Dans une lettre cette semaine à Edouard Philippe, le numéro un de la CGT Philippe Martinez lui a reposé trois questions: « Qu’est-ce qu’une carrière complète? Comment allez-vous articuler points et durée de cotisation? Pourquoi ne pas avoir déjà mis en place un simulateur? »

Dans le projet de loi transmis aux partenaires sociaux, la notion de « carrière complète » découle de l’article 40 sur le minimum de retraite et correspond à 516 mois (43 ans) pour la génération 1975, conformément à la dernière réforme adoptée sous François Hollande, en 2014. « Pour les générations ultérieures, cette durée évolue comme l’âge d’équilibre », précise le texte.

Ces questions sont aussi formulées à l’Assemblée nationale.

« Monsieur le Premier ministre, les Français ont peur de votre réforme des retraites parce qu’ils n’y comprennent rien, et leur peur est indexée sur cette incompréhension », a lancé l’ancien ministre de la Solidarité Eric Woerth (LR), qui a fait passer l’âge légal de 60 à 62 ans en 2010, sous le quinquennat de Nicolas Sarkozy. Sa réforme avait mis des milliers de gens dans la rue sans faire dévier le gouvernement.

Mais pourquoi autant d’incompréhension?

« Ce serait très simple si c’était le jour 1 de l’Humanité! », résume Raymond Soubie auprès de l’AFP. Pour l’ancien conseiller social de Nicolas Sarkozy, l’exécutif a planché « pendant des mois sur le système définitif, et pas sur les conséquences corporation par corporation et les régimes de transition ».

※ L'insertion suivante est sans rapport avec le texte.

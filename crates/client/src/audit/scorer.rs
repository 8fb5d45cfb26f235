//! Weighted combination of the seven sub-scores.

use std::collections::BTreeMap;

use sitescout_core::audit::{AuditDetails, AuditResult, AuditStatus, Category, SubScore};
use url::Url;

use crate::signals::{PageSignals, PerformanceSignals};

/// Build the audited result for one URL. Pure; degraded inputs score the
/// same way as measured ones and are only visible through `details`.
pub fn score(
    correlation_id: impl Into<String>, normalized_url: &Url, perf: PerformanceSignals, page: PageSignals,
) -> AuditResult {
    let sub_scores: BTreeMap<String, SubScore> = [
        (Category::Performance, perf.performance_score),
        (Category::Mobile, perf.mobile_score),
        (Category::Ssl, page.ssl),
        (Category::BrokenResources, page.broken_resources),
        (Category::KeyPages, page.key_pages),
        (Category::ModernDesign, page.modern_design),
        (Category::Seo, page.seo),
    ]
    .into_iter()
    .map(|(category, value)| (category.key().to_string(), SubScore::new(category, value)))
    .collect();

    AuditResult {
        correlation_id: correlation_id.into(),
        site_score: site_score(sub_scores.values()),
        status: AuditStatus::Audited,
        sub_scores,
        details: AuditDetails { performance: Some(perf.details), page: Some(page.details), ..Default::default() },
        normalized_url: Some(normalized_url.to_string()),
    }
}

/// `round(Σ score × weight)`, kept within 0..=100.
pub fn site_score<'a>(sub_scores: impl IntoIterator<Item = &'a SubScore>) -> u8 {
    let total: f64 = sub_scores.into_iter().map(SubScore::weighted).sum();
    total.round().clamp(0.0, 100.0) as u8
}

#[cfg(test)]
mod tests {
    use super::*;
    use sitescout_core::audit::{PageDetails, PerformanceDetails};

    fn perf(performance_score: u8, mobile_score: u8) -> PerformanceSignals {
        PerformanceSignals { performance_score, mobile_score, details: PerformanceDetails::degraded("test") }
    }

    fn page(values: [u8; 5]) -> PageSignals {
        let [ssl, broken_resources, key_pages, modern_design, seo] = values;
        PageSignals { ssl, broken_resources, key_pages, modern_design, seo, details: PageDetails::unreachable("test") }
    }

    fn url() -> Url {
        Url::parse("https://joes-diner.example/").unwrap()
    }

    #[test]
    fn test_all_hundreds() {
        let result = score("biz", &url(), perf(100, 100), page([100; 5]));
        assert_eq!(result.site_score, 100);
        assert_eq!(result.status, AuditStatus::Audited);
        assert_eq!(result.sub_scores.len(), 7);
        assert_eq!(result.normalized_url.as_deref(), Some("https://joes-diner.example/"));
    }

    #[test]
    fn test_all_zeros() {
        assert_eq!(score("biz", &url(), perf(0, 0), page([0; 5])).site_score, 0);
    }

    #[test]
    fn test_weighted_sum() {
        // 80*.25 + 60*.20 + 100*.10 + 75*.10 + 40*.15 + 50*.10 + 25*.10 = 63
        let result = score("biz", &url(), perf(80, 60), page([100, 75, 40, 50, 25]));
        assert_eq!(result.site_score, 63);
        assert_eq!(result.sub_scores["keyPages"].score, 40);
        assert_eq!(result.sub_scores["keyPages"].weight, 0.15);
        assert_eq!(result.sub_scores["mobile"].label, "Mobile Responsiveness");
    }

    #[test]
    fn test_both_sources_degraded() {
        // 30*.25 + 30*.20 + 50*.10 + 50*.10 + 30*.15 + 30*.10 + 30*.10 = 34
        let unreachable = PageSignals::unreachable(&url(), "connection refused");
        let result = score("biz", &url(), PerformanceSignals::degraded("API returned 500"), unreachable);
        assert_eq!(result.site_score, 34);
        assert_eq!(result.status, AuditStatus::Audited);
        assert!(result.details.is_degraded());
    }

    #[test]
    fn test_site_score_rounds_half_up() {
        // 1*.25 + 1*.25 = 0.5
        let subs = [SubScore::new(Category::Performance, 1), SubScore::new(Category::Performance, 1)];
        assert_eq!(site_score(&subs), 1);
    }

    #[test]
    fn test_site_score_bounds() {
        for a in (0..=100).step_by(10) {
            for b in (0..=100).step_by(25) {
                let result = score("biz", &url(), perf(a, b), page([b, a, b, a, b]));
                assert!(result.site_score <= 100);
            }
        }
    }
}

« Il y a mille sujets, ce qui explique la complexité » de ce « chantier énorme », estime-t-il. « Et il est impossible d’avoir un discours global pour les gens sur +qu’est-ce qui vous attend les 20 prochaines années?+ », ajoute-t-il. C’est « ce qui explique que c’est inaudible ».

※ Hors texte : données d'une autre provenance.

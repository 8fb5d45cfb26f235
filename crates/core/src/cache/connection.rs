//! Database connection management with pragma configuration.
//!
//! This module handles opening the SQLite database, applying required pragmas
//! for performance and concurrency (WAL mode), and running migrations.

use super::clock::{Clock, SystemClock};
use super::{DEFAULT_TTL_DAYS, migrations};
use crate::Error;
use chrono::Duration;
use std::path::Path;
use std::sync::Arc;
use tokio_rusqlite::Connection;

const PRAGMAS: &str = "PRAGMA journal_mode=WAL;
     PRAGMA synchronous=NORMAL;
     PRAGMA temp_store=MEMORY;
     PRAGMA foreign_keys=ON;";

/// Audit cache database handle.
///
/// Wraps a tokio-rusqlite Connection that runs database operations
/// on a background thread, so every statement is serialized.
#[derive(Clone, Debug)]
pub struct CacheDb {
    pub(crate) conn: Connection,
    pub(crate) ttl: Duration,
    pub(crate) clock: Arc<dyn Clock>,
}

impl CacheDb {
    /// Open a database at the specified path.
    ///
    /// Creates the file if it doesn't exist, applies performance pragmas,
    /// and runs any pending migrations.
    pub async fn open(path: impl AsRef<Path>) -> Result<Self, Error> {
        let conn = Connection::open(path).await.map_err(|e| Error::Database(e.into()))?;
        Self::init(conn).await
    }

    /// Open an in-memory database for testing.
    pub async fn open_in_memory() -> Result<Self, Error> {
        let conn = Connection::open_in_memory()
            .await
            .map_err(|e| Error::Database(e.into()))?;
        Self::init(conn).await
    }

    async fn init(conn: Connection) -> Result<Self, Error> {
        conn.call(|conn| {
            conn.execute_batch(PRAGMAS)?;
            Ok(())
        })
        .await
        .map_err(Error::Database)?;

        migrations::run(&conn).await?;

        Ok(Self { conn, ttl: Duration::days(DEFAULT_TTL_DAYS), clock: Arc::new(SystemClock) })
    }

    /// Replace the freshness window (default 7 days).
    pub fn with_ttl(mut self, ttl: Duration) -> Self {
        self.ttl = ttl;
        self
    }

    /// Replace the time source used for freshness checks.
    pub fn with_clock(mut self, clock: Arc<dyn Clock>) -> Self {
        self.clock = clock;
        self
    }

    pub fn ttl(&self) -> Duration {
        self.ttl
    }
}

#[cfg(test)]
mod tests {
    use super::*;

    #[tokio::test]
    async fn test_open_in_memory() {
        let db = CacheDb::open_in_memory().await.unwrap();
        let version = db
            .conn
            .call(|conn| conn.query_row("SELECT sqlite_version()", [], |row| row.get::<_, String>(0)))
            .await
            .unwrap();
        assert!(!version.is_empty());
        assert_eq!(db.ttl(), Duration::days(7));
    }

    #[tokio::test]
    async fn test_with_ttl() {
        let db = CacheDb::open_in_memory().await.unwrap().with_ttl(Duration::days(2));
        assert_eq!(db.ttl(), Duration::days(2));
    }
}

Encore jeudi soir, Laurent Berger, secrétaire général de la CFDT, favorable à un régime universel, reconnaissait que le futur système « suscite beaucoup d’interrogations ». Il exhortait « à sortir des ambiguïtés, des imprécisions », à dire « plus exactement » ce qu’est cette réforme, à préciser « comment » elle « se finance » et à davantage « expliquer les transitions ».

Autre inconnue: quels sont les éléments chiffrés du projet?

« Il n’est pas question que le Parlement puisse débattre sans une vraie étude d’impact. Est-ce qu’on peut sérieusement parler de 321 milliards, 14 % du PIB, sans savoir la réalité des chiffres? », s’est insurgé le président du Sénat, Gérard Larcher (LR). Réclamée à cor et à cri, l’étude d’impact « sera communiquée aux parlementaires lorsqu’on déposera la loi sur le bureau de l’Assemblée nationale », avant le 3 février, a promis le secrétaire d’Etat chargé des Retraites, Laurent Pietraszewski.

Autre élément exigé: le simulateur devant permettre à chacun de connaître sa situation. Il devrait arriver six mois au plus tard après le vote de la loi, soit avant fin 2020.

En attendant, c’est la « conférence de financement » qui interroge. Instituée par le projet de loi, elle doit se réunir alors qu’elle n’existe pas juridiquement, puisque que le texte n’est pas adopté… La présidente du groupe PS à l’Assemblée, Valérie Rabault, a pris sa plume pour s’en étonner auprès du Premier ministre.